Civil servants will see materialized on the November payroll an additional 1.5% pay rise agreed between the government, CCOO and UGT, with the corresponding increase paid from January to October as arrears.

In the area of ​​Autonomous Communities and Localities, payment must be made “by December 31, 2022 and in any case by March 31, 2023”, as established by the Royal Decree on Energy Efficiency, where the Government has included an increase in the wages of civil servants.

This Royal Decree, approved yesterday by the Council of Ministers, was published this Wednesday in the Official State Gazette (BOE) and establishes that, in exceptional cases, in 2022, the State may allow the Autonomous Communities to formalize new long-term debt operations or to allocate resources credited to additional financing mechanisms , the equivalent amount needed to raise the wages of public sector workers.

In the event that loan modifications consisting of supplementary loans or emergency loans are processed in 2022, Article 177.6 of the Local Treasury Regulation Consolidated Text may apply, which states that agreements by local entities that are subject to credit supplements in cases of public disaster or of a similar nature, which are of exceptional public interest, are subject to immediate execution.

As outlined in the Royal Decree on Energy Efficiency, which will generally take effect tomorrow, an emergency loan or credit surcharge approved to fund additional salary increases for civil servants can be included in the corresponding credits of the coming year’s spending budgets. therefore, payment must be made by March 31, 2023.

In exceptional cases, local entities that do not have sufficient resources to finance loan modifications may apply for a loan in the required amount from the Local Entity Finance Fund.

The amount of this loan cannot exceed 1.5% of the net liability recognized in chapter 1 of the 2021 liquidation budget expenditure statement. In these cases, local entities must make payment by March 31, 2023.

The terms of access to this funding, as well as the financial terms of this operation, will be approved by the government’s delegation commission on economic issues.

The 1.5% wage increase agreed between the government and the unions is on top of the 2% wage increase for civil servants effective January 1 this year and aims to ease the pockets of civil servants in the face of rising prices.

Anchoring the increase in 2022 means that it will apply to remuneration in effect at 31 December 2021 and will therefore be applied retroactively.
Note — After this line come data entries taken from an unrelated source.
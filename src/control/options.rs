//! Control connection options

use std::fmt;
use std::time::Duration;

use crate::transfer::{IdleHandler, TransferMode};

/// Data buffer size used for chunked transfers
pub const DEFAULT_BUFFER_SIZE: usize = 32 * 1024;
/// Seconds to wait for the server to connect back in active mode
pub const DEFAULT_ACCEPT_TIMEOUT_SECS: u64 = 30;

/// Timeouts, data connection mode and callbacks applied to one control connection
#[derive(Clone)]
pub struct ConnectionOptions {
    pub connect_timeout: Duration,
    pub accept_timeout: Duration,
    /// No bytes transferred and no reply received within this window
    pub idle_timeout: Option<Duration>,
    /// Bound on waiting for replies while aborting or quitting
    pub abort_timeout: Duration,
    pub transfer_mode: TransferMode,
    /// Retry data connection setup with the other mode when refused
    pub mode_fallback: bool,
    pub buffer_size: usize,
    /// Minimum bytes between progress reports; 0 reports every chunk
    pub callback_bytes: u64,
    pub idle_handler: Option<IdleHandler>,
}

impl Default for ConnectionOptions {
    fn default() -> Self {
        Self {
            connect_timeout: Duration::from_secs(30),
            accept_timeout: Duration::from_secs(DEFAULT_ACCEPT_TIMEOUT_SECS),
            idle_timeout: None,
            abort_timeout: Duration::from_secs(10),
            transfer_mode: TransferMode::Passive,
            mode_fallback: false,
            buffer_size: DEFAULT_BUFFER_SIZE,
            callback_bytes: 0,
            idle_handler: None,
        }
    }
}

impl fmt::Debug for ConnectionOptions {
    fn fmt(&self, f: &mut fmt::Formatter<'_>) -> fmt::Result {
        f.debug_struct("ConnectionOptions")
            .field("connect_timeout", &self.connect_timeout)
            .field("accept_timeout", &self.accept_timeout)
            .field("idle_timeout", &self.idle_timeout)
            .field("abort_timeout", &self.abort_timeout)
            .field("transfer_mode", &self.transfer_mode)
            .field("mode_fallback", &self.mode_fallback)
            .field("buffer_size", &self.buffer_size)
            .field("callback_bytes", &self.callback_bytes)
            .field("idle_handler", &self.idle_handler.is_some())
            .finish()
    }
}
In total, by 2022, the wages of civil servants will increase by 3.5%.

The parties also agreed that in 2023 the state fee will increase by 2.5% and can be increased by up to one additional point depending on the variables associated with the CPI and nominal GDP.

In particular, civil servants will receive 0.5% more if the sum of the Harmonized CPI for 2022 and the forward Harmonized CPI for September 2023 exceeds 6%. Another variable, also 0.5%, will apply if nominal GDP equals or exceeds the estimate provided in the macroeconomic table attached to the 2023 PGE.

In 2024, the salaries of civil servants will increase by another 2% and another 0.5%, depending on the change in the agreed consumer price index.

The government clarifies that the revaluation could be 9.8% if the calculations are carried out in real terms. The reason is that the increase in salary for each year is consolidated, so the increase for each year is made on a salary increased compared to the previous year, the Ministry of Finance explains.

The increase in wages will affect 2,717,570 public administration employees, according to the Statistical Bulletin of Public Administration Personnel.